--- Material for this exercise ---
====
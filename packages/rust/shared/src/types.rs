//! Core domain types for the holiday calendar pipeline.
//!
//! Field names on the wire are camelCase; consumers of the published JSON
//! rely on them staying stable.

use chrono::{DateTime, Utc};
use serde::{Deserialize, Serialize};

/// Offset between a Taiwanese (ROC) year and the Gregorian year.
pub const ROC_YEAR_OFFSET: i32 = 1911;

/// Licence name attached to published documents.
pub const LICENSE_NAME: &str = "政府資料開放授權條款";

/// Canonical licence URL.
pub const LICENSE_URL: &str = "https://data.gov.tw/license";

/// Attribution string required by the licence.
pub const LICENSE_ATTRIBUTION: &str = "資料來源：行政院人事行政總處";

/// Long-form licence note, only carried by `index.json`.
pub const LICENSE_NOTE: &str = "此開放資料依政府資料開放授權條款 (Open Government Data License) 進行公眾釋出，使用者於遵守本條款各項規定之前提下，得利用之。";

// ---------------------------------------------------------------------------
// CalendarSource
// ---------------------------------------------------------------------------

/// One dataset entry advertised on the listing page.
#[derive(Debug, Clone, PartialEq, Eq, Serialize, Deserialize)]
#[serde(rename_all = "camelCase")]
pub struct CalendarSource {
    /// Gregorian year (ROC year + 1911).
    pub year: i32,
    /// Label text as shown on the listing page.
    pub title: String,
    /// Absolute download URL.
    pub url: String,
    /// Unofficial Google Calendar mirror.
    pub is_google_variant: bool,
    /// Title carries a corrected/revised/updated marker.
    pub is_revised: bool,
}

// ---------------------------------------------------------------------------
// Holiday
// ---------------------------------------------------------------------------

/// Classification of a single calendar day.
#[derive(Debug, Clone, PartialEq, Eq, Serialize, Deserialize)]
#[serde(rename_all = "camelCase")]
pub struct Holiday {
    /// `YYYYMMDD`, always 8 characters.
    pub date: String,
    /// Same as `description`.
    pub name: String,
    /// Day off.
    pub is_holiday: bool,
    /// Saturday or Sunday.
    pub is_weekend: bool,
    /// Day off that is not an unremarked ordinary weekend.
    pub is_special_holiday: bool,
    /// Free-text note from the source, may be empty.
    pub description: String,
}

// ---------------------------------------------------------------------------
// License
// ---------------------------------------------------------------------------

/// Attribution block attached to published documents.
#[derive(Debug, Clone, PartialEq, Eq, Serialize, Deserialize)]
pub struct License {
    pub name: String,
    pub url: String,
    pub attribution: String,
    #[serde(default, skip_serializing_if = "Option::is_none")]
    pub note: Option<String>,
}

impl License {
    /// The Open Government Data licence block used on monthly and yearly documents.
    pub fn open_government_data() -> Self {
        Self {
            name: LICENSE_NAME.into(),
            url: LICENSE_URL.into(),
            attribution: LICENSE_ATTRIBUTION.into(),
            note: None,
        }
    }

    /// Same licence with the long-form note, used by the index.
    pub fn with_note(mut self) -> Self {
        self.note = Some(LICENSE_NOTE.into());
        self
    }
}

// ---------------------------------------------------------------------------
// Documents
// ---------------------------------------------------------------------------

/// Holidays of one month of one year.
#[derive(Debug, Clone, Serialize, Deserialize)]
#[serde(rename_all = "camelCase")]
pub struct MonthlyDocument {
    pub year: i32,
    /// 1..=12.
    pub month: u32,
    /// Source order, not date-sorted.
    pub holidays: Vec<Holiday>,
    pub generated_at: DateTime<Utc>,
    #[serde(default, skip_serializing_if = "Option::is_none")]
    pub license: Option<License>,
}

/// One month inside a [`YearlyDocument`].
#[derive(Debug, Clone, Serialize, Deserialize)]
pub struct MonthHolidays {
    pub month: u32,
    pub holidays: Vec<Holiday>,
}

/// Roll-up of all twelve months of one year (`all.json`).
#[derive(Debug, Clone, Serialize, Deserialize)]
#[serde(rename_all = "camelCase")]
pub struct YearlyDocument {
    pub year: i32,
    pub months: Vec<MonthHolidays>,
    pub generated_at: DateTime<Utc>,
    #[serde(default, skip_serializing_if = "Option::is_none")]
    pub license: Option<License>,
}

// ---------------------------------------------------------------------------
// Index
// ---------------------------------------------------------------------------

/// Descriptor of one persisted artifact.
#[derive(Debug, Clone, PartialEq, Eq, Serialize, Deserialize)]
#[serde(rename_all = "camelCase")]
pub struct IndexEntry {
    pub year: i32,
    /// `None` for yearly roll-ups.
    pub month: Option<u32>,
    /// Path relative to the output root, `/`-separated.
    #[serde(rename = "file")]
    pub file_path: String,
    /// `./` + `file`.
    pub url: String,
    pub is_yearly: bool,
}

/// Root structure of `index.json`.
#[derive(Debug, Clone, Serialize, Deserialize)]
#[serde(rename_all = "camelCase")]
pub struct IndexDocument {
    pub available_calendars: Vec<IndexEntry>,
    pub generated_at: DateTime<Utc>,
    #[serde(default, skip_serializing_if = "Option::is_none")]
    pub license: Option<License>,
}

#[cfg(test)]
mod tests {
    use super::*;

    #[test]
    fn holiday_serializes_camel_case() {
        let holiday = Holiday {
            date: "20250101".into(),
            name: "開國紀念日".into(),
            is_holiday: true,
            is_weekend: false,
            is_special_holiday: true,
            description: "開國紀念日".into(),
        };

        let value = serde_json::to_value(&holiday).expect("serialize");
        assert_eq!(value["date"], "20250101");
        assert_eq!(value["isHoliday"], true);
        assert_eq!(value["isWeekend"], false);
        assert_eq!(value["isSpecialHoliday"], true);
        assert_eq!(value["description"], "開國紀念日");
    }

    #[test]
    fn monthly_document_omits_missing_license() {
        let doc = MonthlyDocument {
            year: 2025,
            month: 1,
            holidays: vec![],
            generated_at: Utc::now(),
            license: None,
        };

        let json = serde_json::to_string(&doc).expect("serialize");
        assert!(json.contains("\"generatedAt\""));
        assert!(!json.contains("license"));
    }

    #[test]
    fn license_note_only_when_requested() {
        let plain = serde_json::to_value(License::open_government_data()).expect("serialize");
        assert!(plain.get("note").is_none());
        assert_eq!(plain["url"], LICENSE_URL);

        let noted = serde_json::to_value(License::open_government_data().with_note())
            .expect("serialize");
        assert_eq!(noted["note"], LICENSE_NOTE);
    }

    #[test]
    fn index_entry_wire_names() {
        let entry = IndexEntry {
            year: 2025,
            month: None,
            file_path: "2025/all.json".into(),
            url: "./2025/all.json".into(),
            is_yearly: true,
        };

        let value = serde_json::to_value(&entry).expect("serialize");
        assert_eq!(value["file"], "2025/all.json");
        assert!(value["month"].is_null());
        assert_eq!(value["isYearly"], true);

        let parsed: IndexEntry = serde_json::from_value(value).expect("deserialize");
        assert_eq!(parsed, entry);
    }
}
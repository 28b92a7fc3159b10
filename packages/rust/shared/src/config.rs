//! Application configuration for twcal.
//!
//! User config lives at `~/.twcal/twcal.toml`.
//! CLI flags override config file values, which override defaults.

use std::path::{Path, PathBuf};

use serde::{Deserialize, Serialize};

use crate::error::{CalendarError, Result};

/// Default configuration file name.
const CONFIG_FILE_NAME: &str = "twcal.toml";

/// Default config directory name under the user's home.
const CONFIG_DIR_NAME: &str = ".twcal";

/// Dataset page on the government open data portal.
pub const DEFAULT_DATASET_URL: &str = "https://data.gov.tw/dataset/14718";

/// Host that relative download links on the listing page resolve against.
pub const DEFAULT_LINK_BASE: &str = "https://www.dgpa.gov.tw";

/// User-Agent sent with CSV downloads.
pub const DEFAULT_USER_AGENT: &str = "Taiwan-Calendar-Bot/1.0";

// ---------------------------------------------------------------------------
// Config structs (matching twcal.toml schema)
// ---------------------------------------------------------------------------

/// Top-level application config, deserialized from TOML.
#[derive(Debug, Clone, Default, Serialize, Deserialize)]
pub struct AppConfig {
    /// Where and how to read the dataset listing.
    #[serde(default)]
    pub catalog: CatalogConfig,

    /// Where and how to publish JSON.
    #[serde(default)]
    pub output: OutputConfig,
}

/// `[catalog]` section.
#[derive(Debug, Clone, Serialize, Deserialize)]
pub struct CatalogConfig {
    /// Listing page URL.
    #[serde(default = "default_dataset_url")]
    pub dataset_url: String,

    /// Base for relative download links.
    #[serde(default = "default_link_base")]
    pub link_base: String,

    /// User-Agent for CSV downloads.
    #[serde(default = "default_user_agent")]
    pub user_agent: String,

    /// Request timeout in seconds.
    #[serde(default = "default_timeout_secs")]
    pub timeout_secs: u64,
}

impl Default for CatalogConfig {
    fn default() -> Self {
        Self {
            dataset_url: default_dataset_url(),
            link_base: default_link_base(),
            user_agent: default_user_agent(),
            timeout_secs: default_timeout_secs(),
        }
    }
}

fn default_dataset_url() -> String {
    DEFAULT_DATASET_URL.into()
}
fn default_link_base() -> String {
    DEFAULT_LINK_BASE.into()
}
fn default_user_agent() -> String {
    DEFAULT_USER_AGENT.into()
}
fn default_timeout_secs() -> u64 {
    30
}

/// `[output]` section.
#[derive(Debug, Clone, Serialize, Deserialize)]
pub struct OutputConfig {
    /// Output root directory.
    #[serde(default = "default_output_dir")]
    pub dir: String,

    /// Layout profile.
    #[serde(default)]
    pub profile: OutputProfile,
}

impl Default for OutputConfig {
    fn default() -> Self {
        Self {
            dir: default_output_dir(),
            profile: OutputProfile::default(),
        }
    }
}

fn default_output_dir() -> String {
    "public".into()
}

/// Output layout profile.
///
/// `Current` writes `{year}/{MM}.json` plus `{year}/all.json` with licence
/// metadata. `Legacy` writes flat `{year}-{MM}.json` files, no roll-up and no
/// licence block.
#[derive(Debug, Clone, Copy, Default, PartialEq, Eq, Serialize, Deserialize)]
#[serde(rename_all = "lowercase")]
pub enum OutputProfile {
    #[default]
    Current,
    Legacy,
}

impl std::fmt::Display for OutputProfile {
    fn fmt(&self, f: &mut std::fmt::Formatter<'_>) -> std::fmt::Result {
        match self {
            Self::Current => f.write_str("current"),
            Self::Legacy => f.write_str("legacy"),
        }
    }
}

impl std::str::FromStr for OutputProfile {
    type Err = CalendarError;

    fn from_str(s: &str) -> Result<Self> {
        match s.trim().to_ascii_lowercase().as_str() {
            "current" => Ok(Self::Current),
            "legacy" => Ok(Self::Legacy),
            other => Err(CalendarError::config(format!(
                "unknown output profile '{other}': expected 'current' or 'legacy'"
            ))),
        }
    }
}

// ---------------------------------------------------------------------------
// Config loading
// ---------------------------------------------------------------------------

/// Get the path to the config directory (`~/.twcal/`).
pub fn config_dir() -> Result<PathBuf> {
    let home = dirs::home_dir()
        .ok_or_else(|| CalendarError::config("could not determine home directory"))?;
    Ok(home.join(CONFIG_DIR_NAME))
}

/// Get the path to the config file (`~/.twcal/twcal.toml`).
pub fn config_file_path() -> Result<PathBuf> {
    Ok(config_dir()?.join(CONFIG_FILE_NAME))
}

/// Load the application config from disk. Returns defaults if the file does not exist.
pub fn load_config() -> Result<AppConfig> {
    let path = config_file_path()?;

    if !path.exists() {
        tracing::debug!(?path, "config file not found, using defaults");
        return Ok(AppConfig::default());
    }

    load_config_from(&path)
}

/// Load the application config from a specific file path.
pub fn load_config_from(path: &Path) -> Result<AppConfig> {
    let content = std::fs::read_to_string(path).map_err(|e| CalendarError::io(path, e))?;

    let config: AppConfig = toml::from_str(&content).map_err(|e| {
        CalendarError::config(format!("failed to parse {}: {e}", path.display()))
    })?;

    validate(&config)?;
    Ok(config)
}

/// Create the config directory and write a default config file.
/// Returns the path to the created file.
pub fn init_config() -> Result<PathBuf> {
    let dir = config_dir()?;
    std::fs::create_dir_all(&dir).map_err(|e| CalendarError::io(&dir, e))?;

    let path = dir.join(CONFIG_FILE_NAME);
    let config = AppConfig::default();
    let content =
        toml::to_string_pretty(&config).map_err(|e| CalendarError::config(e.to_string()))?;

    std::fs::write(&path, content).map_err(|e| CalendarError::io(&path, e))?;
    tracing::info!(?path, "created default config file");

    Ok(path)
}

/// Check that the configured URLs are absolute http(s) URLs.
pub fn validate(config: &AppConfig) -> Result<()> {
    for (key, value) in [
        ("catalog.dataset_url", &config.catalog.dataset_url),
        ("catalog.link_base", &config.catalog.link_base),
    ] {
        let parsed = url::Url::parse(value)
            .map_err(|e| CalendarError::config(format!("{key} '{value}' is not a URL: {e}")))?;
        if parsed.scheme() != "http" && parsed.scheme() != "https" {
            return Err(CalendarError::config(format!(
                "{key} '{value}' must use http or https"
            )));
        }
    }
    Ok(())
}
====
--- Aim of the task ---
Take every line from the data that contains the word "CalendarError".

--- Task answer ---
use crate::error::{CalendarError, Result};
    type Err = CalendarError;
            other => Err(CalendarError::config(format!(
        .ok_or_else(|| CalendarError::config("could not determine home directory"))?;
    let content = std::fs::read_to_string(path).map_err(|e| CalendarError::io(path, e))?;
        CalendarError::config(format!("failed to parse {}: {e}", path.display()))
    std::fs::create_dir_all(&dir).map_err(|e| CalendarError::io(&dir, e))?;
        toml::to_string_pretty(&config).map_err(|e| CalendarError::config(e.to_string()))?;
    std::fs::write(&path, content).map_err(|e| CalendarError::io(&path, e))?;
            .map_err(|e| CalendarError::config(format!("{key} '{value}' is not a URL: {e}")))?;
            return Err(CalendarError::config(format!(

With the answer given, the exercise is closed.